Exercise>
Looking at the listing, state how many of its lines contain the string "Some". Write only the number.

Provided data>
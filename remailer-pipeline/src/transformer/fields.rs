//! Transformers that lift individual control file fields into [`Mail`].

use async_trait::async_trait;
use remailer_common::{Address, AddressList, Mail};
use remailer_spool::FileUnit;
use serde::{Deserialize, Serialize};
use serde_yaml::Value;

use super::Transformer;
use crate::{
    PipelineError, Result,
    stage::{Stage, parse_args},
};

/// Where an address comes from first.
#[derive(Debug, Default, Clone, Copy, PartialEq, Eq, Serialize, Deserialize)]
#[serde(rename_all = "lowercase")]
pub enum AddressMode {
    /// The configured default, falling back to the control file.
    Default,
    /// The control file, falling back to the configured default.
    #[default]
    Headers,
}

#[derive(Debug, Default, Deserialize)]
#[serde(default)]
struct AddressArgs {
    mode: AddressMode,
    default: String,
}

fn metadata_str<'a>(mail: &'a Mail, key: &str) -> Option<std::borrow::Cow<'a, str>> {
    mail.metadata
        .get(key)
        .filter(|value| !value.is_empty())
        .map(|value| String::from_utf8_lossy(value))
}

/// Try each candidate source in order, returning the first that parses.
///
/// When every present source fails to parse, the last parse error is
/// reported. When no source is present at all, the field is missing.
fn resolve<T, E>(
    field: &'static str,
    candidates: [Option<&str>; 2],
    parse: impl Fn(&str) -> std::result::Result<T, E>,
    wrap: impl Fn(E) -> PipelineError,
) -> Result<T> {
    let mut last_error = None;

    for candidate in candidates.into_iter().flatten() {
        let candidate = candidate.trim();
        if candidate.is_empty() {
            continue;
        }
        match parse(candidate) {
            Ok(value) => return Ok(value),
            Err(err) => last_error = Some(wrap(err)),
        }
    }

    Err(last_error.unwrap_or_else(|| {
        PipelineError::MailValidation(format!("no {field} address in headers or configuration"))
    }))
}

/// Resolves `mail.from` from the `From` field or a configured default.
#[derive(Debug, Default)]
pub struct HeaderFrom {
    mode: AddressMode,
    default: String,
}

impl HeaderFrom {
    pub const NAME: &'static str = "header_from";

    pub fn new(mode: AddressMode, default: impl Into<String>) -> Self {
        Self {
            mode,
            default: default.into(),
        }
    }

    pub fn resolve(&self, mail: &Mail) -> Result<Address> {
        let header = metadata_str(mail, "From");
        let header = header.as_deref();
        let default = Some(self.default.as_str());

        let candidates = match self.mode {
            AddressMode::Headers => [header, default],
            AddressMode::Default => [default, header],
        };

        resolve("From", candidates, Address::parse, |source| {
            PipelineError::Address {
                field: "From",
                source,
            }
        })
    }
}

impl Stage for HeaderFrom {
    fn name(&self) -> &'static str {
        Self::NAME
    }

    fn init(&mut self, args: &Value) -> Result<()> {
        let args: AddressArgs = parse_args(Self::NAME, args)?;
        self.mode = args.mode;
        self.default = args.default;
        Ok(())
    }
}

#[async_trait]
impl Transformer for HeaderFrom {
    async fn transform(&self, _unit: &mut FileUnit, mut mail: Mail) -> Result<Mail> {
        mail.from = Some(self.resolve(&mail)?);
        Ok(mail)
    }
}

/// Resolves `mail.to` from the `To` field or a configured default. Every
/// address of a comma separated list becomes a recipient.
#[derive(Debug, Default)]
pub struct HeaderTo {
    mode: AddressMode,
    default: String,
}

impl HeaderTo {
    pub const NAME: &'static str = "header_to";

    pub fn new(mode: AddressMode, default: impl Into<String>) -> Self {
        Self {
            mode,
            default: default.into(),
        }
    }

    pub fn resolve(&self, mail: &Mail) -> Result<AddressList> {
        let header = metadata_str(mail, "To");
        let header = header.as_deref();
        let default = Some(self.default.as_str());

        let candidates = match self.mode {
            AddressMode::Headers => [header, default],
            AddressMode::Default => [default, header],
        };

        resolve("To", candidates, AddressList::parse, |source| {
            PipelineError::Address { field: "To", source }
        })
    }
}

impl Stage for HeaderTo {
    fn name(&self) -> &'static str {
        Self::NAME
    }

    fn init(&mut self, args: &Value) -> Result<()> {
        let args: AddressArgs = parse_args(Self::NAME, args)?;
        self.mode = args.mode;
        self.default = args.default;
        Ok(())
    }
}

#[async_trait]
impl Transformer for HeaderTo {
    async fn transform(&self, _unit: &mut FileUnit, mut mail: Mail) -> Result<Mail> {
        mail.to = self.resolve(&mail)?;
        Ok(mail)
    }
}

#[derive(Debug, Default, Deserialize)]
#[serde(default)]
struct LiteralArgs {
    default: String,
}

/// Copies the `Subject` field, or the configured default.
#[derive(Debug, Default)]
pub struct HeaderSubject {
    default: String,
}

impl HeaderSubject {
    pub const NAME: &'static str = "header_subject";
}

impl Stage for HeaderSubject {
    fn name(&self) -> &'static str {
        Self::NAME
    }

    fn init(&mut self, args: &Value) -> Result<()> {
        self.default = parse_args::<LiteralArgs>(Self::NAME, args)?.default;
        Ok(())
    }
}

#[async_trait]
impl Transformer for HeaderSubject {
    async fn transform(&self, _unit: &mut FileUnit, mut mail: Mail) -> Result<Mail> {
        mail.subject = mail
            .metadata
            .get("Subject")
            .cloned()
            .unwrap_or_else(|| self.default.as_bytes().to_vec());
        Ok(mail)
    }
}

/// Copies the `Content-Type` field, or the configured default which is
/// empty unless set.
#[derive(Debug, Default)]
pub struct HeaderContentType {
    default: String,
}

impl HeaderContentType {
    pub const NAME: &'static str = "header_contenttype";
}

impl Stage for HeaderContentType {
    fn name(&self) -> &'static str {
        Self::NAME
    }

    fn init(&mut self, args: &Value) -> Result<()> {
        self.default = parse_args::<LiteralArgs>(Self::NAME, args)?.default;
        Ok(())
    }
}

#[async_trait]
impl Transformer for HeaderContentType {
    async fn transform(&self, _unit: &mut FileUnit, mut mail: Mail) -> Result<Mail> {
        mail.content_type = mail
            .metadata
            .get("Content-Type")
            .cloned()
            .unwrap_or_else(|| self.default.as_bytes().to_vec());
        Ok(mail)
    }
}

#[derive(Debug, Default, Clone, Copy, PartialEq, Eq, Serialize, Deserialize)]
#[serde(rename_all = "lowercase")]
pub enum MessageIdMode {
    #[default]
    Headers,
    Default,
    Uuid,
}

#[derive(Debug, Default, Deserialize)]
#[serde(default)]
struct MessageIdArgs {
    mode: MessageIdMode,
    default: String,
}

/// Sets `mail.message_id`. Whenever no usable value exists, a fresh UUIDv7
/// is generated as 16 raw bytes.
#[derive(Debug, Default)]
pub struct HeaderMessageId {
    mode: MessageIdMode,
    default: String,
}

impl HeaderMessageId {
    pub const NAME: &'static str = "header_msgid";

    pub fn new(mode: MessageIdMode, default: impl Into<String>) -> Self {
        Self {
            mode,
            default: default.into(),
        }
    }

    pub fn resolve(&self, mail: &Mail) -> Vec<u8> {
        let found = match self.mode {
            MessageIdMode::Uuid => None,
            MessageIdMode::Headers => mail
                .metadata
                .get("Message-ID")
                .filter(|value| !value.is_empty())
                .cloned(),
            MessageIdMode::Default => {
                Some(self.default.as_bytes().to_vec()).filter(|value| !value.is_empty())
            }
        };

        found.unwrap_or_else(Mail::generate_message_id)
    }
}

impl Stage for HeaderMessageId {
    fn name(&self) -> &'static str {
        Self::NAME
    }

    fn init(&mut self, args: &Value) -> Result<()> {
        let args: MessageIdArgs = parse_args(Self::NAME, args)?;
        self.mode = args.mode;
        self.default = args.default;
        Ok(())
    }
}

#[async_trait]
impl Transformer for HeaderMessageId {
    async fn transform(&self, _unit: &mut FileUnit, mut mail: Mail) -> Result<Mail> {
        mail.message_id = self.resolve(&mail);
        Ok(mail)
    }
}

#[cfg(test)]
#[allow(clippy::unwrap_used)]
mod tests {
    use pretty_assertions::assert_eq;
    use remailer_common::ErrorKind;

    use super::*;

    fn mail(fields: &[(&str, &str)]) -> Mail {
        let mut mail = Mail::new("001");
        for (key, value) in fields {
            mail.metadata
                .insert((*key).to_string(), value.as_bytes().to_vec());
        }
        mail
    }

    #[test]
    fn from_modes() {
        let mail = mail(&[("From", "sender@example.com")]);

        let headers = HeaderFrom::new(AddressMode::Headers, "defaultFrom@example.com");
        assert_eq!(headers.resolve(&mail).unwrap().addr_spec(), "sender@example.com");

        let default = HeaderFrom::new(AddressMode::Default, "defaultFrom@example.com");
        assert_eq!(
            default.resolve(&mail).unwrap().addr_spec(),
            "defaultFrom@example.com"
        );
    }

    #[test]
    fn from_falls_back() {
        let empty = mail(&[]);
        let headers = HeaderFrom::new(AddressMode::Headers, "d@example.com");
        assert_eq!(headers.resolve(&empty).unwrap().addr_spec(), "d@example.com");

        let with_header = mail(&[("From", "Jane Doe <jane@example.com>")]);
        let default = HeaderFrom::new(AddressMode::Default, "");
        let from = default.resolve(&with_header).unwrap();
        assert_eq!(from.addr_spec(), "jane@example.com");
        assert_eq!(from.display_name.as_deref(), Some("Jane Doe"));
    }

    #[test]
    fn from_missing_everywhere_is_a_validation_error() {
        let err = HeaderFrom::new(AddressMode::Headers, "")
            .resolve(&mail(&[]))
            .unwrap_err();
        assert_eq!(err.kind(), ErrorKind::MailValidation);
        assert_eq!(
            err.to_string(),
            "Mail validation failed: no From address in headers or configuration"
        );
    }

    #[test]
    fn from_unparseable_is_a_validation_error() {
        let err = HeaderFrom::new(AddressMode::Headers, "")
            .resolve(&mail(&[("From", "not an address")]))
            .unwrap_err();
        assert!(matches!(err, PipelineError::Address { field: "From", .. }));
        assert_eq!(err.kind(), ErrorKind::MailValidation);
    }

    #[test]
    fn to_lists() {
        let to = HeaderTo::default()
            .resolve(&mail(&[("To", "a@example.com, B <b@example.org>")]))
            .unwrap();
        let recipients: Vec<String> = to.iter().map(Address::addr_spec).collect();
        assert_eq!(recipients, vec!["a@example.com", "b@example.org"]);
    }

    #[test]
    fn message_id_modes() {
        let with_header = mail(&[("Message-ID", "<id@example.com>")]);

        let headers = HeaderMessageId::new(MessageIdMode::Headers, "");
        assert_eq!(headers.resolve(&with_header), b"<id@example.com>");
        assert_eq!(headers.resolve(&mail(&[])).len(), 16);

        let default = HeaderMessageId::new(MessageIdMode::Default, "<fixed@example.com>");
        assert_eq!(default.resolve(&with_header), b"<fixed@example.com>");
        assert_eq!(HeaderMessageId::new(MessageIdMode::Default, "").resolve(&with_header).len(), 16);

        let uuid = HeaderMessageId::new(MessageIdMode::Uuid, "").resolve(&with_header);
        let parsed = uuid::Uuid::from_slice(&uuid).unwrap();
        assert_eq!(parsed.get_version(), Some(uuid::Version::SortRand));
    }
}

Output for this exercise>
7